__INSTRUCTIONS FOR THE TASK__. In the entries that follow, the lines from the one with "dropping the terminator." through the one with "fn strip_prompt<'a>(line: &'a" are the ones to write out, exactly and with both ends included. Nothing else should appear.

__RECORDS FOR THE EXERCISE__.
* * * *

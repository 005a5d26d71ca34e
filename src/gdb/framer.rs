//! Output framer: turns the debugger's unstructured byte stream into one
//! result per command.
//!
//! The debugger emits no length prefix or delimiter, so the framer reads
//! one byte at a time and stops at the first of:
//!
//! | Boundary                  | Trigger                                           |
//! |---------------------------|---------------------------------------------------|
//! | [`Boundary::Prompt`]      | a line or partial buffer ends with the prompt     |
//! | [`Boundary::Idle`]        | quiet after output, confirmed by a second check   |
//! | [`Boundary::Timeout`]     | the wall-clock budget expires                     |
//! | [`Boundary::EndOfStream`] | the pipe returns zero bytes                       |
//! | [`Boundary::Truncated`]   | a line arrives once the limit is already full     |
//!
//! The prompt text itself is never part of a result. A line or fragment
//! carrying the prompt is consumed as the boundary; only the text before
//! the prompt, if any, is kept.
//!
//! The idle check only fires once a line has been collected and nothing is
//! buffered. A producer that pauses longer than the confirmation window
//! is cut short; that bounded latency is preferred over an unbounded wait.

use std::time::Duration;

use tokio::io::{AsyncRead, AsyncReadExt, AsyncWrite, AsyncWriteExt};
use tokio::time::{sleep, timeout, Instant};
use tracing::{debug, info_span, Instrument};

use crate::gdb::session::ProcessSession;
use crate::models::framed::{truncation_marker, Boundary, FramedResult};
use crate::SessionError;

/// Readability slice for each poll.
pub const POLL_SLICE: Duration = Duration::from_millis(100);

/// Pause before re-checking a quiet stream.
pub const IDLE_CONFIRM: Duration = Duration::from_millis(50);

/// Final readability check after [`IDLE_CONFIRM`].
pub const IDLE_RECHECK: Duration = Duration::from_millis(10);

/// Reads command output until a framing boundary.
#[derive(Debug, Clone)]
pub struct OutputFramer {
    prompt: String,
    max_lines: usize,
    idle_completion: bool,
}

impl OutputFramer {
    /// Framer for command output: all boundaries enabled.
    #[must_use]
    pub fn new(prompt: impl Into<String>, max_lines: usize) -> Self {
        Self {
            prompt: prompt.into(),
            max_lines,
            idle_completion: true,
        }
    }

    /// Framer for the startup banner.
    ///
    /// The idle boundary and the line limit are both disabled: the banner
    /// may pause while plugins load or run long, and stopping early would
    /// leave the prompt in the pipe for the first command to trip over.
    #[must_use]
    pub fn startup(prompt: impl Into<String>) -> Self {
        Self {
            idle_completion: false,
            ..Self::new(prompt, usize::MAX)
        }
    }

    /// Prompt sentinel this framer watches for.
    #[must_use]
    pub fn prompt(&self) -> &str {
        &self.prompt
    }

    /// Run `command` against a ready session and frame its output.
    ///
    /// A closed stream or transport fault means the debugger is gone; the
    /// session is torn down before returning.
    ///
    /// # Errors
    ///
    /// - `SessionError::SessionNotReady`: the session is not `Ready`; no
    ///   pipe is touched.
    /// - `SessionError::Transport`: writing or reading a pipe failed.
    pub async fn execute(
        &self,
        session: &mut ProcessSession,
        command: &str,
        budget: Duration,
    ) -> Result<FramedResult, SessionError> {
        session.reap_if_exited();
        if !session.is_ready() {
            return Err(SessionError::SessionNotReady);
        }

        let result = {
            let Some(process) = session.process_mut() else {
                return Err(SessionError::SessionNotReady);
            };
            self.exchange(&mut process.output, &mut process.stdin, command, budget)
                .await
        };

        if matches!(
            result,
            Err(_)
                | Ok(FramedResult {
                    boundary: Boundary::EndOfStream,
                    ..
                })
        ) {
            session.mark_lost().await;
        }

        result
    }

    /// Write `command` and read its framed output.
    ///
    /// # Errors
    ///
    /// Returns `SessionError::Transport` on pipe I/O failure.
    pub async fn exchange<R, W>(
        &self,
        reader: &mut R,
        writer: &mut W,
        command: &str,
        budget: Duration,
    ) -> Result<FramedResult, SessionError>
    where
        R: AsyncRead + Unpin,
        W: AsyncWrite + Unpin,
    {
        let span = info_span!("frame_command", command);
        async move {
            write_command(writer, command).await?;
            self.read_until_boundary(reader, budget).await
        }
        .instrument(span)
        .await
    }

    /// Read from `reader` until a framing boundary or `budget` elapses.
    ///
    /// # Errors
    ///
    /// Returns `SessionError::Transport` if a read fails.
    pub async fn read_until_boundary<R>(
        &self,
        reader: &mut R,
        budget: Duration,
    ) -> Result<FramedResult, SessionError>
    where
        R: AsyncRead + Unpin,
    {
        let deadline = Instant::now() + budget;
        let prompt = self.prompt.as_bytes();
        let prompt_trimmed = self.prompt.trim_end();
        let mut lines: Vec<String> = Vec::new();
        let mut buffer: Vec<u8> = Vec::new();
        let mut byte = [0u8; 1];

        let boundary = loop {
            let now = Instant::now();
            if now >= deadline {
                break Boundary::Timeout;
            }
            let slice = POLL_SLICE.min(deadline - now);

            let read = match timeout(slice, reader.read(&mut byte)).await {
                Ok(read) => read,
                Err(_elapsed) => {
                    if !(self.idle_completion && !lines.is_empty() && buffer.is_empty()) {
                        continue;
                    }
                    sleep(IDLE_CONFIRM.min(deadline.saturating_duration_since(Instant::now())))
                        .await;
                    let recheck =
                        IDLE_RECHECK.min(deadline.saturating_duration_since(Instant::now()));
                    match timeout(recheck, reader.read(&mut byte)).await {
                        Ok(read) => read,
                        Err(_elapsed) => break Boundary::Idle,
                    }
                }
            };

            if read? == 0 {
                break Boundary::EndOfStream;
            }
            buffer.push(byte[0]);

            if byte[0] == b'\n' {
                let line = decode_line(&buffer);
                buffer.clear();
                match strip_prompt(&line, prompt_trimmed) {
                    Some(rest) => {
                        if !rest.is_empty() {
                            self.push_line(&mut lines, rest.to_owned());
                        }
                        break Boundary::Prompt;
                    }
                    None => {
                        if !line.is_empty() && self.push_line(&mut lines, line) {
                            break Boundary::Truncated;
                        }
                    }
                }
            } else if buffer.ends_with(prompt) {
                let head = &buffer[..buffer.len() - prompt.len()];
                let fragment = String::from_utf8_lossy(head);
                let fragment = fragment.trim();
                if !fragment.is_empty() {
                    self.push_line(&mut lines, fragment.to_owned());
                }
                buffer.clear();
                break Boundary::Prompt;
            }
        };

        // Trailing partial line that never reached a terminator or prompt.
        let rest = String::from_utf8_lossy(&buffer);
        let rest = rest.trim();
        if !rest.is_empty() {
            self.push_line(&mut lines, rest.to_owned());
        }

        debug!(?boundary, lines = lines.len(), "output framed");
        Ok(FramedResult { lines, boundary })
    }

    /// Append `line`, or the truncation marker once `max_lines` lines are
    /// already held. Returns `true` when the marker was appended.
    fn push_line(&self, lines: &mut Vec<String>, line: String) -> bool {
        if lines.len() < self.max_lines {
            lines.push(line);
            return false;
        }
        lines.push(truncation_marker(self.max_lines));
        true
    }
}

/// Write `command` plus a newline and flush.
///
/// # Errors
///
/// Returns `SessionError::Transport` if the write or flush fails.
pub async fn write_command<W>(writer: &mut W, command: &str) -> Result<(), SessionError>
where
    W: AsyncWrite + Unpin,
{
    let mut line = String::with_capacity(command.len() + 1);
    line.push_str(command);
    line.push('\n');
    writer
        .write_all(line.as_bytes())
        .await
        .map_err(|err| SessionError::Transport(format!("failed to write command: {err}")))?;
    writer
        .flush()
        .await
        .map_err(|err| SessionError::Transport(format!("failed to flush command: {err}")))
}

/// Decode a completed line, dropping the terminator.
fn decode_line(buffer: &[u8]) -> String {
    String::from_utf8_lossy(buffer)
        .trim_end_matches(['\n', '\r'])
        .to_owned()
}

/// If `line` ends with the prompt, return the text before it.
fn strip_prompt<'a>(line: &'a str, prompt: &str) -> Option<&'a str> {
    line.trim_end().strip_suffix(prompt).map(str::trim_end)
}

* * * *

__SOLUTION TO THIS PROBLEM__.
/// Decode a completed line, dropping the terminator.
fn decode_line(buffer: &[u8]) -> String {
    String::from_utf8_lossy(buffer)
        .trim_end_matches(['\n', '\r'])
        .to_owned()
}

/// If `line` ends with the prompt, return the text before it.
fn strip_prompt<'a>(line: &'a str, prompt: &str) -> Option<&'a str> {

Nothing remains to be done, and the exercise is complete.